MicroPython: Improve QTR read consistency

adamgreen commented 1 year ago

I noticed an issue with inconsistencies in the QTR readings when porting the PIO and corresponding QTR code from MicroPython to my 3pi+ 2040 Arduino Library project. Increasing the charge time to 200us like in the MicroPython code worked around the problem but originally I just ported the CPU version of the QTR reading code from the Pololu 3pi+ 32U4 Arduino Library and it only needed 10us of charge time to get consistent readings. This made me suspicious that something about the PIO code path that I ported from MicroPython contributed to the inconsistent readings I was seeing with shorter charge times. After attaching an oscilloscope to one of the QTR sensor pins I saw what was going on and was able to track down the issue in the PIO code path:

Originally the QTR driver would have the PIO code start the charging phase at the end of the previous read.
The CPU was responsible for kicking off the next read by the PIO.
The PIO would then start the discharge phase and start timing the discharge for each light sensor pin.
Depending on what the CPU was used to do after the previous read completed and before starting the next read, the capacitors may have ended up with a different level of charge and this would impact the time it took to discharge.
The PIO code should be responsible for the timing of the charging phase as well as the discharging phase or the readings can be inconsistent.

This commit includes a change which makes the PIO code responsible for charging the capacitor for 8us, consistently on each and every sample, before it switches the sensor pins to be inputs and measuring the discharge time. I also removed the CPU delay as it is now taken care of by the PIO code itself.

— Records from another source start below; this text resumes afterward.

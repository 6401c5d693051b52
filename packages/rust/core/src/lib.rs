//! Herbarium core: pipeline orchestration and run manifests.
//!
//! This crate wires the segmenter and dataset crates into the
//! `preprocess` → `qa` pipeline and records each run in `manifest.json`.

pub mod manifest;
pub mod pipeline;
#[test]
fn individual_draws_skip_units_without_models() {
    let mut bf = Battlefield::new();
    let mut drawer = drawer(config());
    let tank = bf.spawn(TANK, Vec3::new(0.0, 0.0, -300.0), 0, LosBits::IN_LOS);
    let unknown = bf.spawn(UnitDefId(99), Vec3::ZERO, 0, LosBits::IN_LOS);

    let scene = bf.scene();
    drawer.draw_individual(tank, &scene);
    drawer.draw_individual(unknown, &scene);
    drawer.draw_individual_def_alpha(FACTORY, 1, glam::Mat4::IDENTITY, &scene);
    drawer.draw_individual_def_opaque(WALL, 0, glam::Mat4::IDENTITY, &scene);
    drawer.draw_individual_def_opaque(UnitDefId(99), 0, glam::Mat4::IDENTITY, &scene);
    let cmds = drawer.take_commands();
    assert_eq!(unit_draws(&cmds, tank), 1);
    assert_eq!(unit_draws(&cmds, unknown), 0);
    assert_eq!(model_draws(&cmds, ModelId(2)), 1);
    assert_eq!(model_draws(&cmds, ModelId(3)), 1);
    assert_eq!(drawer.render_state().depth(), 0);
    assert!(cmds.contains(&DrawCommand::BindModelTextures(crate::commands::TextureBinding::Pair(
        TextureId(3)
    ))));
}

#[test]
fn shutdown_releases_ghosts_and_units() {
    let mut bf = Battlefield::new();
    let mut drawer = drawer(config());
    let factory = bf.spawn(FACTORY, Vec3::new(0.0, 0.0, -300.0), 1, LosBits::PREV_LOS);
    let tank = bf.spawn(TANK, Vec3::new(0.0, 0.0, -300.0), 0, LosBits::IN_LOS);
    create(&mut drawer, &bf, factory);
    create(&mut drawer, &bf, tank);
    let event = UnitEvent::destroyed(&bf.world, factory).unwrap();
    bf.world.despawn(factory).unwrap();
    drawer.handle(event, &bf.scene()).unwrap();

    drawer.shutdown();
    assert!(drawer.ghosts().is_empty());
    assert_eq!(drawer.unit_count(), 0);
    assert!(drawer.bins().is_empty());
}

#[test]
fn draw_positions_extrapolate_by_speed_and_follow_transporters() {
    let mut bf = Battlefield::new();
    let truck = bf.spawn(TANK, Vec3::new(0.0, 0.0, -200.0), 0, LosBits::IN_LOS);
    let cargo = bf.spawn(TANK, Vec3::new(5.0, 0.0, -200.0), 0, LosBits::IN_LOS);
    bf.world.get::<&mut engine_core::UnitBody>(truck).unwrap().speed = Vec3::new(4.0, 0.0, 0.0);
    bf.world.get::<&mut engine_core::UnitBody>(cargo).unwrap().transporter = Some(truck);
    bf.clock.set_time_offset(0.5);

    let mut d = drawer(config());
    create(&mut d, &bf, truck);
    create(&mut d, &bf, cargo);
    d.update(&bf.scene());

    assert_eq!(d.draw_pos(truck), Some(Vec3::new(2.0, 0.0, -200.0)));
    assert_eq!(d.draw_pos(cargo), Some(Vec3::new(7.0, 0.0, -200.0)));
}

#[test]
fn player_change_reassigns_icons_for_the_new_view() {
    let mut bf = Battlefield::new();
    let mut drawer = drawer(config());
    let contact = bf.spawn(TANK, Vec3::new(0.0, 0.0, -300.0), 1, LosBits::IN_RADAR);
    let unseen = bf.spawn(TANK, Vec3::new(40.0, 0.0, -300.0), 1, LosBits::NONE);
    create(&mut drawer, &bf, contact);
    create(&mut drawer, &bf, unseen);
    assert_eq!(drawer.icon_groups().icon_of(contact), Some(bf.icons.default_icon().id));
    assert_eq!(drawer.icon_groups().icon_of(unseen), None);

    bf.viewer.spectating_full_view = true;
    drawer.player_changed(&bf.scene());
    assert_eq!(drawer.icon_groups().icon_of(contact), Some(TANK_ICON));
    assert_eq!(drawer.icon_groups().icon_of(unseen), Some(TANK_ICON));
}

This commit also includes a change which initializes the X register to 7 bits of 1 as that should be the initial state of the sensor pins when fully charged.

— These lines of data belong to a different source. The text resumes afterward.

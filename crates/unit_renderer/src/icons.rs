//! Unit icons: the icon catalog, per-unit icon assignment grouped for
//! batched drawing, and the sizing/fade math shared by both icon modes.

use std::collections::{BTreeMap, HashMap};

use engine_core::Entity;
use glam::{Vec2, Vec3, Vec4};

use crate::model::TextureId;
use crate::vertex::IconVertex;

/// Largest camera distance that still grows world-space icons.
const MAX_ICON_SCALE_DIST: f32 = 8000.0;
/// Alpha floor of an icon that has just faded in.
pub const ICON_FADE_MIN_ALPHA: f32 = 64.0;
pub const ICON_FADE_MAX_ALPHA: f32 = 255.0;

#[derive(Debug, Clone, Copy, PartialEq, Eq, Hash, PartialOrd, Ord)]
pub struct IconId(pub u32);

#[derive(Debug, Clone, PartialEq)]
pub struct IconData {
    pub id: IconId,
    pub name: String,
    pub texture: TextureId,
    /// Relative size; 1.0 is the standard blip.
    pub size: f32,
    /// Scale the icon with the unit radius.
    pub radius_adjust: bool,
    /// Unit radius that maps to an unscaled icon when `radius_adjust` is set.
    pub radius_scale: f32,
    /// Multiplier on the icon distance at which units of this icon turn into icons.
    pub distance: f32,
}

impl IconData {
    pub fn new(id: IconId, name: impl Into<String>, texture: TextureId) -> Self {
        Self {
            id,
            name: name.into(),
            texture,
            size: 1.0,
            radius_adjust: false,
            radius_scale: 30.0,
            distance: 1.0,
        }
    }

    /// Icon size, scaled by unit radius when the icon asks for it.
    /// Radar blips never scale.
    pub fn effective_size(&self, is_default: bool, unit_radius: f32) -> f32 {
        if self.radius_adjust && !is_default && self.radius_scale > 0.0 {
            self.size * unit_radius / self.radius_scale
        } else {
            self.size
        }
    }
}

/// Growth factor of screen sprites (and fade distances) for oversized icons.
pub fn size_multiplier(effective_size: f32) -> f32 {
    (effective_size - 1.0) * 0.75 + 1.0
}

/// Icon assets, with a default radar blip as fallback for missing ones.
#[derive(Debug, Clone)]
pub struct IconCatalog {
    icons: HashMap<IconId, IconData>,
    default_icon: IconData,
}

impl Default for IconCatalog {
    fn default() -> Self {
        Self::new(IconData::new(IconId(0), "default", TextureId(0)))
    }
}

impl IconCatalog {
    pub fn new(default_icon: IconData) -> Self {
        Self {
            icons: HashMap::new(),
            default_icon,
        }
    }

    pub fn add(&mut self, icon: IconData) {
        self.icons.insert(icon.id, icon);
    }

    pub fn default_icon(&self) -> &IconData {
        &self.default_icon
    }

    pub fn is_default(&self, id: IconId) -> bool {
        id == self.default_icon.id
    }

    /// Icon by id; unknown ids resolve to the default icon.
    pub fn get(&self, id: IconId) -> &IconData {
        if id == self.default_icon.id {
            return &self.default_icon;
        }
        self.icons.get(&id).unwrap_or_else(|| {
            log::debug!("Icon {:?} not loaded, using default", id);
            &self.default_icon
        })
    }
}

/// Which icon each unit currently shows, grouped by icon.
///
/// A unit is in at most one group. Reassignment removes the unit from its
/// old group before inserting it into the new one.
#[derive(Debug, Default)]
pub struct IconGroups {
    assigned: HashMap<Entity, IconId>,
    groups: BTreeMap<IconId, Vec<Entity>>,
}

impl IconGroups {
    pub fn new() -> Self {
        Self::default()
    }

    /// Set the icon of a unit; `None` removes it from all groups.
    pub fn assign(&mut self, unit: Entity, icon: Option<IconId>) {
        if self.assigned.get(&unit).copied() == icon {
            return;
        }
        self.remove(unit);
        if let Some(icon) = icon {
            self.assigned.insert(unit, icon);
            self.groups.entry(icon).or_default().push(unit);
        }
    }

    pub fn remove(&mut self, unit: Entity) {
        let Some(old) = self.assigned.remove(&unit) else {
            return;
        };
        if let Some(group) = self.groups.get_mut(&old) {
            if let Some(i) = group.iter().position(|&u| u == unit) {
                group.swap_remove(i);
            }
            if group.is_empty() {
                self.groups.remove(&old);
            }
        }
    }

    pub fn icon_of(&self, unit: Entity) -> Option<IconId> {
        self.assigned.get(&unit).copied()
    }

    /// Groups in icon order.
    pub fn groups(&self) -> impl Iterator<Item = (IconId, &[Entity])> {
        self.groups.iter().map(|(id, units)| (*id, units.as_slice()))
    }

    pub fn len(&self) -> usize {
        self.assigned.len()
    }

    pub fn is_empty(&self) -> bool {
        self.assigned.is_empty()
    }

    pub fn clear(&mut self) {
        self.assigned.clear();
        self.groups.clear();
    }
}

/// Icon alpha (64..=255) for a distance already divided by the unit's radius multiplier.
/// `None` when the icon has not faded in yet.
pub fn fade_alpha(dist: f32, fade_vanish: f32, fade_start: f32) -> Option<f32> {
    if dist < fade_vanish {
        return None;
    }
    if dist >= fade_start || fade_start <= fade_vanish {
        return Some(ICON_FADE_MAX_ALPHA);
    }
    let t = (dist - fade_vanish) / (fade_start - fade_vanish);
    Some(ICON_FADE_MIN_ALPHA + (ICON_FADE_MAX_ALPHA - ICON_FADE_MIN_ALPHA) * t)
}

/// Half-extent of a world billboard.
pub fn world_icon_scale(icon: &IconData, is_default: bool, unit_radius: f32, cam_dist: f32) -> f32 {
    icon.effective_size(is_default, unit_radius) * 0.4 * cam_dist.clamp(0.0, MAX_ICON_SCALE_DIST).sqrt()
}

/// Pixel size of a standard screen-space icon.
pub fn screen_icon_base(viewport: Vec2, icon_scale_ui: f32) -> f32 {
    (viewport.max_element() * 0.0125 * icon_scale_ui).max(12.0)
}

/// Two triangles facing the camera.
pub fn billboard_quad(center: Vec3, right: Vec3, up: Vec3, scale: f32, color: Vec4) -> [IconVertex; 6] {
    let r = right * scale;
    let u = up * scale;
    quad(
        [center - r - u, center + r - u, center + r + u, center - r + u],
        color,
    )
}

/// Pixel-space quad centred on `center`.
pub fn screen_quad(center: Vec2, half_size: f32, color: Vec4) -> [IconVertex; 6] {
    let c = center.extend(0.0);
    let h = half_size;
    quad(
        [
            c + Vec3::new(-h, -h, 0.0),
            c + Vec3::new(h, -h, 0.0),
            c + Vec3::new(h, h, 0.0),
            c + Vec3::new(-h, h, 0.0),
        ],
        color,
    )
}

fn quad(corners: [Vec3; 4], color: Vec4) -> [IconVertex; 6] {
    let uv = [Vec2::new(0.0, 1.0), Vec2::new(1.0, 1.0), Vec2::new(1.0, 0.0), Vec2::new(0.0, 0.0)];
    let v = |i: usize| IconVertex::new(corners[i], uv[i], color);
    [v(0), v(1), v(2), v(0), v(2), v(3)]
}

pdg137 commented 1 year ago

Thanks for the PR! To be clear, this inconsistency was only a problem after porting the PIO algorithm to C, right? In C, it's probably better to do the capacitor charging outside of PIO since it's not timing-critical and that saves a bunch of PIO instructions.

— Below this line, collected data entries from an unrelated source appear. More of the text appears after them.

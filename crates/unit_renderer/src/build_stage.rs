//! Build-in-progress visualisation.
//!
//! A unit under construction is revealed in three overlapping stages: a
//! wireframe, a flat nano-colored shell and finally the shaded model. Two
//! model-space clip planes sweep upward with build progress; the upper one
//! reveals a stage and the lower one erases the previous stage behind it.

use glam::{Vec3, Vec4};

use crate::state::RenderStateMachine;

#[derive(Debug, Clone, Copy, PartialEq, Eq)]
pub enum BuildStage {
    Wire,
    Flat,
    Fill,
}

impl BuildStage {
    pub const ALL: [BuildStage; 3] = [BuildStage::Wire, BuildStage::Flat, BuildStage::Fill];

    /// Progress a stage must exceed before it is drawn.
    pub const fn threshold(self) -> f32 {
        match self {
            BuildStage::Wire => 0.0,
            BuildStage::Flat => 0.333,
            BuildStage::Fill => 0.666,
        }
    }

    pub fn is_active(self, progress: f32) -> bool {
        progress > self.threshold()
    }

    /// Clip planes `(upper, lower)` for this stage, as `(a, b, c, d)` with
    /// the visible side satisfying `a*x + b*y + c*z + d >= 0`.
    pub fn planes(self, height: f32, progress: f32) -> (Vec4, Option<Vec4>) {
        let p = progress;
        match self {
            BuildStage::Wire => (
                Vec4::new(0.0, -1.0, 0.0, height * (p * 3.0)),
                Some(Vec4::new(0.0, 1.0, 0.0, -height * (p * 10.0 - 9.0))),
            ),
            BuildStage::Flat => (
                Vec4::new(0.0, -1.0, 0.0, height * (p * 3.0 - 1.0)),
                Some(Vec4::new(0.0, 1.0, 0.0, -height * (p * 3.0 - 2.0))),
            ),
            BuildStage::Fill => (Vec4::new(0.0, -1.0, 0.0, height * (p * 3.0 - 2.0)), None),
        }
    }
}

/// Pulsing brightness of the wireframe stage; the flat stage pulses inversely.
pub fn wire_color_mult(sim_frame: u64) -> f32 {
    let phase = ((sim_frame * 4) & 255) as f32;
    (128.0 - phase).abs() / 255.0 + 0.5
}

pub fn flat_color_mult(sim_frame: u64) -> f32 {
    1.5 - wire_color_mult(sim_frame)
}

/// Inputs for drawing one unit under construction.
#[derive(Debug, Clone, Copy)]
pub struct BuildDraw {
    pub progress: f32,
    pub height: f32,
    /// Nano color (unit type's or team's), RGB.
    pub color: Vec3,
    pub sim_frame: u64,
    /// Broken-driver variant: no clip planes on wire and fill stages.
    pub clip_plane_quirk: bool,
}

/// Emit all active stages; `draw_model` emits the model draw itself.
pub fn draw_being_built(
    st: &mut RenderStateMachine,
    b: &BuildDraw,
    draw_model: &mut dyn FnMut(&mut RenderStateMachine),
) {
    let shadow = st.in_shadow_pass();
    for stage in BuildStage::ALL {
        if !shadow {
            let tint = match stage {
                BuildStage::Wire => (b.color * wire_color_mult(b.sim_frame)).extend(1.0),
                BuildStage::Flat => (b.color * flat_color_mult(b.sim_frame)).extend(1.0),
                BuildStage::Fill => Vec4::new(1.0, 1.0, 1.0, 0.0),
            };
            st.set_nano_color(tint);
        }
        if !stage.is_active(b.progress) {
            continue;
        }
        let (upper, lower) = stage.planes(b.height, b.progress);
        match (stage, b.clip_plane_quirk) {
            (BuildStage::Wire, false) => {
                st.set_clip_planes(upper, lower);
                wireframe(st, draw_model);
            }
            (BuildStage::Wire, true) => {
                st.disable_clip_planes();
                wireframe(st, draw_model);
            }
            (BuildStage::Flat, _) => {
                st.set_clip_planes(upper, lower);
                draw_model(st);
            }
            (BuildStage::Fill, _) if shadow => {
                st.disable_clip_planes();
                draw_model(st);
            }
            (BuildStage::Fill, quirk) => {
                if quirk {
                    st.disable_clip_planes();
                } else {
                    st.set_clip_planes(upper, None);
                }
                st.set_polygon_offset(true);
                draw_model(st);
                st.set_polygon_offset(false);
            }
        }
    }
    st.disable_clip_planes();
    if !shadow {
        st.set_nano_color(Vec4::new(1.0, 1.0, 1.0, 0.0));
    }
}

fn wireframe(st: &mut RenderStateMachine, draw_model: &mut dyn FnMut(&mut RenderStateMachine)) {
    let prev = st.state().render.polygon_mode;
    st.set_polygon_mode(wgpu::PolygonMode::Line);
    draw_model(st);
    st.set_polygon_mode(prev);
}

In Python, I like the change for a different reason - it's better to keep the lines as inputs when not in use to save power and just generally keep things inactive until you need them. You say the capacitors need ~10us to charge; so could you increase the delay to ~16us instead of ~8us to be sure to charge them completely?

Separately, I don't think we can remove the 200us bump sensor delay. That has to do with the bump sensors responding slowly to IR and needing 200us to reach a stable value; I don't think the 16us before sensor reading is going to be enough.

adamgreen commented 1 year ago

Thanks for the PR! To be clear, this inconsistency was only a problem after porting the PIO algorithm to C, right? In C, it's probably better to do the capacitor charging outside of PIO since it's not timing-critical and that saves a bunch of PIO instructions.

I don't think so. I think the 200us in the MicroPython code was probably compensating for this issue too. Photo transistors shouldn't take 100's of µs to respond.

It is probably always better to do the charging in the PIO code since it can get consistent timing without needing to disable interrupts, etc. that would be required on the CPU side.

In Python, I like the change for a different reason - it's better to keep the lines as inputs when not in use to save power and just generally keep things inactive until you need them. You say the capacitors need ~10us to charge; so could you increase the delay to ~16us instead of ~8us to be sure to charge them completely?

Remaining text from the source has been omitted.